Hal Vaughan: ...
It's supposed to fill a buffer with data on one thread and remove data on the other thread. I would expect it to add data and remove at almost the same time but when I run it, it adds 10 items, then removes them, then adds ten again, and so on. It's never adding and removing in an "interleaved" fashion. I've also tried the same with simple counters where both threads count to ten, but it doesn't seem to make a difference. It seems no matter how I set it up, one thread either completes, or runs until it has to stop for a mutex, then the other thread runs. It seems that there is never a case of both threads running at the same time. I've never had trouble doing this in Perl with fork() so I'm not at all sure what could be going wrong.

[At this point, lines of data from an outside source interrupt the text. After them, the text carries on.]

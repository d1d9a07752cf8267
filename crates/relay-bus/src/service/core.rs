use parking_lot::RwLock;
use relay_types::{Peer, PeerId};
use std::fmt;
use std::sync::Arc;
use tracing::{info, warn};

use super::inbound::BusTransportSink;
use super::pending::PendingSends;
use crate::adapters::{SystemTimeSource, UuidMessageIdGenerator};
use crate::config::BusConfig;
use crate::errors::BusError;
use crate::failure::MessageDumper;
use crate::ports::{
    MessageCodec, MessageDispatcher, MessageIdGenerator, PeerDirectory, TimeSource, Transport,
};

/// Lifecycle of a [`Bus`].
///
/// ```text
/// Unconfigured ──configure──→ Configured ──start──→ Started ──stop──→ Stopping ──→ Stopped
///                                 ↑                                                   │
///                                 └──────────────────── start ────────────────────────┘
/// ```
#[derive(Debug, Clone, Copy, PartialEq, Eq)]
pub enum BusState {
    Unconfigured,
    Configured,
    Started,
    /// The dispatcher is draining; the transport is still up.
    Stopping,
    Stopped,
}

#[derive(Debug, Default)]
pub(super) struct Identity {
    pub peer_id: Option<PeerId>,
    pub environment: Option<String>,
    pub self_peer: Option<Peer>,
}

pub(super) struct BusInner {
    pub transport: Arc<dyn Transport>,
    pub directory: Arc<dyn PeerDirectory>,
    pub codec: Arc<dyn MessageCodec>,
    pub dispatcher: Arc<dyn MessageDispatcher>,
    pub time_source: Arc<dyn TimeSource>,
    pub id_generator: Arc<dyn MessageIdGenerator>,
    pub is_local_dispatch_enabled: bool,
    pub dumper: MessageDumper,
    pub identity: RwLock<Identity>,
    pub state: RwLock<BusState>,
    pub pending: Arc<PendingSends>,
    pub lifecycle: tokio::sync::Mutex<()>,
}

impl BusInner {
    pub fn state(&self) -> BusState {
        *self.state.read()
    }

    pub fn is_self(&self, peer_id: &PeerId) -> bool {
        self.identity.read().peer_id.as_ref() == Some(peer_id)
    }
}

/// The bus engine.
///
/// Routes outgoing commands and events to local handlers or remote peers,
/// tracks send completions, and processes envelopes raised by the transport.
/// Cloning is cheap; clones share the same engine.
///
/// # Example
///
/// ```rust,ignore
/// let bus = BusBuilder::new(transport, directory, codec, dispatcher)
///     .config(BusConfig::from_env())
///     .build();
/// bus.configure(PeerId::new("Abc.Peer.0"), "Prod")?;
/// bus.start().await?;
///
/// let result = timeout(Duration::from_secs(5), bus.send(PlaceOrder { quantity: 3 })?).await??;
/// bus.stop().await?;
/// ```
#[derive(Clone)]
pub struct Bus {
    pub(super) inner: Arc<BusInner>,
}

impl Bus {
    /// Start building a bus around its collaborators.
    pub fn builder(
        transport: Arc<dyn Transport>,
        directory: Arc<dyn PeerDirectory>,
        codec: Arc<dyn MessageCodec>,
        dispatcher: Arc<dyn MessageDispatcher>,
    ) -> BusBuilder {
        BusBuilder::new(transport, directory, codec, dispatcher)
    }

    /// Set the identity of the local peer.
    ///
    /// May be called again while the bus is not running.
    pub fn configure(
        &self,
        peer_id: PeerId,
        environment: impl Into<String>,
    ) -> Result<(), BusError> {
        let mut state = self.inner.state.write();
        if matches!(*state, BusState::Started | BusState::Stopping) {
            return Err(BusError::AlreadyRunning);
        }

        let environment = environment.into();
        info!(peer_id = %peer_id, environment = %environment, "Bus configured");
        {
            let mut identity = self.inner.identity.write();
            identity.peer_id = Some(peer_id);
            identity.environment = Some(environment);
        }
        if *state == BusState::Unconfigured {
            *state = BusState::Configured;
        }
        Ok(())
    }

    /// Subscribe to the transport and start it.
    ///
    /// Inbound envelopes are processed from this point on.
    pub async fn start(&self) -> Result<(), BusError> {
        let _lifecycle = self.inner.lifecycle.lock().await;

        match self.state() {
            BusState::Unconfigured => return Err(BusError::NotConfigured),
            BusState::Started | BusState::Stopping => return Err(BusError::AlreadyRunning),
            BusState::Configured | BusState::Stopped => {}
        }

        let self_peer = {
            let mut identity = self.inner.identity.write();
            let peer_id = identity.peer_id.clone().ok_or(BusError::NotConfigured)?;
            let self_peer = Peer::new(peer_id, self.inner.transport.inbound_endpoint());
            identity.self_peer = Some(self_peer.clone());
            self_peer
        };

        if let Err(error) = relay_telemetry::register_metrics() {
            warn!(error = %error, "Bus metrics not registered");
        }

        self.inner.transport.register_sink(Arc::new(BusTransportSink::new(&self.inner)));
        self.inner.dispatcher.start();

        let previous = std::mem::replace(&mut *self.inner.state.write(), BusState::Started);
        if let Err(error) = self.inner.transport.start().await {
            *self.inner.state.write() = previous;
            self.inner.dispatcher.stop().await;
            warn!(peer = %self_peer, error = %error, "Transport failed to start");
            return Err(error.into());
        }

        info!(
            peer = %self_peer,
            local_dispatch = self.inner.is_local_dispatch_enabled,
            "Bus started"
        );
        Ok(())
    }

    /// Stop the local dispatcher, then the transport.
    ///
    /// Handlers completing during the dispatcher drain can still acknowledge
    /// and send through the transport. Sends still pending afterwards resolve
    /// with [`BusError::CompletionAbandoned`].
    pub async fn stop(&self) -> Result<(), BusError> {
        let _lifecycle = self.inner.lifecycle.lock().await;

        {
            let mut state = self.inner.state.write();
            if *state != BusState::Started {
                return Err(BusError::NotRunning);
            }
            *state = BusState::Stopping;
        }
        info!(peer_id = ?self.peer_id(), "Bus stopping");

        self.inner.dispatcher.stop().await;
        let transport_result = self.inner.transport.stop().await;

        let abandoned = self.inner.pending.clear();
        *self.inner.state.write() = BusState::Stopped;

        if abandoned > 0 {
            warn!(abandoned, "Pending sends abandoned on stop");
        }
        info!("Bus stopped");
        transport_result.map_err(BusError::from)
    }

    /// Current lifecycle state.
    pub fn state(&self) -> BusState {
        self.inner.state()
    }

    /// Whether the bus is started.
    pub fn is_running(&self) -> bool {
        self.state() == BusState::Started
    }

    /// Identifier of the local peer, once configured.
    pub fn peer_id(&self) -> Option<PeerId> {
        self.inner.identity.read().peer_id.clone()
    }

    /// Environment label, once configured.
    pub fn environment(&self) -> Option<String> {
        self.inner.identity.read().environment.clone()
    }

    /// The local peer (identity plus inbound endpoint), once started.
    pub fn self_peer(&self) -> Option<Peer> {
        self.inner.identity.read().self_peer.clone()
    }

    pub fn is_local_dispatch_enabled(&self) -> bool {
        self.inner.is_local_dispatch_enabled
    }

    /// Number of sends awaiting completion.
    pub fn pending_send_count(&self) -> usize {
        self.inner.pending.len()
    }
}

impl fmt::Debug for Bus {
    fn fmt(&self, f: &mut fmt::Formatter<'_>) -> fmt::Result {
        f.debug_struct("Bus")
            .field("state", &self.state())
            .field("peer_id", &self.peer_id())
            .field("is_local_dispatch_enabled", &self.inner.is_local_dispatch_enabled)
            .finish()
    }
}

/// Builder for [`Bus`].
///
/// Defaults: [`BusConfig::default`], [`SystemTimeSource`] and
/// [`UuidMessageIdGenerator`].
pub struct BusBuilder {
    transport: Arc<dyn Transport>,
    directory: Arc<dyn PeerDirectory>,
    codec: Arc<dyn MessageCodec>,
    dispatcher: Arc<dyn MessageDispatcher>,
    config: BusConfig,
    time_source: Arc<dyn TimeSource>,
    id_generator: Arc<dyn MessageIdGenerator>,
}

impl BusBuilder {
    pub fn new(
        transport: Arc<dyn Transport>,
        directory: Arc<dyn PeerDirectory>,
        codec: Arc<dyn MessageCodec>,
        dispatcher: Arc<dyn MessageDispatcher>,
    ) -> Self {
        Self {
            transport,
            directory,
            codec,
            dispatcher,
            config: BusConfig::default(),
            time_source: Arc::new(SystemTimeSource),
            id_generator: Arc::new(UuidMessageIdGenerator),
        }
    }

    #[must_use]
    pub fn config(mut self, config: BusConfig) -> Self {
        self.config = config;
        self
    }

    /// Clock stamping failure reports and dumps.
    #[must_use]
    pub fn time_source(mut self, time_source: Arc<dyn TimeSource>) -> Self {
        self.time_source = time_source;
        self
    }

    /// Generator of outgoing message ids.
    #[must_use]
    pub fn id_generator(mut self, id_generator: Arc<dyn MessageIdGenerator>) -> Self {
        self.id_generator = id_generator;
        self
    }

    /// Build the bus. A configuration carrying both a peer id and an
    /// environment yields an already configured bus.
    pub fn build(self) -> Bus {
        let BusConfig {
            peer_id,
            environment,
            is_local_dispatch_enabled,
            message_dump_directory,
        } = self.config;

        let state = if peer_id.is_some() && environment.is_some() {
            BusState::Configured
        } else {
            BusState::Unconfigured
        };

        Bus {
            inner: Arc::new(BusInner {
                transport: self.transport,
                directory: self.directory,
                codec: self.codec,
                dispatcher: self.dispatcher,
                time_source: self.time_source,
                id_generator: self.id_generator,
                is_local_dispatch_enabled,
                dumper: MessageDumper::new(message_dump_directory),
                identity: RwLock::new(Identity {
                    peer_id,
                    environment,
                    self_peer: None,
                }),
                state: RwLock::new(state),
                pending: Arc::new(PendingSends::default()),
                lifecycle: tokio::sync::Mutex::new(()),
            }),
        }
    }
}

There are several possible answers to this one, from worst to best: A1. Unlock the mutex before notify_one and then yield. A2. The threads are typically scheduled to run for a certain timesice; 10ms is one possible value. A context switch from one thread to another takes time, and the fact that the new thread doesn't have its data in the cache is an additional performance hit. Context switches are pure waste of time, so the less context switches your program performs, the faster it will appear to run. In your case, the pushing thread can do many iterations in its timeslice, so it runs until the buffer is full, then blocks. A3. In a "real" multithreaded program, you almost never want threads to run interleaved. You want them to run at the same time on different CPUs in order to achieve maximum throughput. Amdahl's law says that the time it takes for a program on K CPUs to finish is S + P / k, where S is the sequential portion and P is the parallelizable portion. The less S you have, the better. It follows that benchmarks that have P == 0, such as one in which the threads repeatedly fight for the same mutex, are generally useless; they would take much less time if rewritten to run single-threaded. You want your benchmark to measure something significant; for that you need something along the lines of: void writer() { for (int n = 0; n < ITERS; ++n) { // create an item "it", taking time buf.put( it ); } } void reader() { for (int x = 0; x < ITERS; ++x) { Item it = buf.get(); // process the item "it", taking time } } where the time it takes to create an item and to process an item is significant compared to the queue overhead (or a single thread creating and processing items will be faster). I see in your later post that an item is "created" by reading from a serial port. In this case, if you use blocking reads, you won't need to do anything; the "writer" thread will just block until there's something to read from the port, and the "reader" thread will block when there's no data in the queue.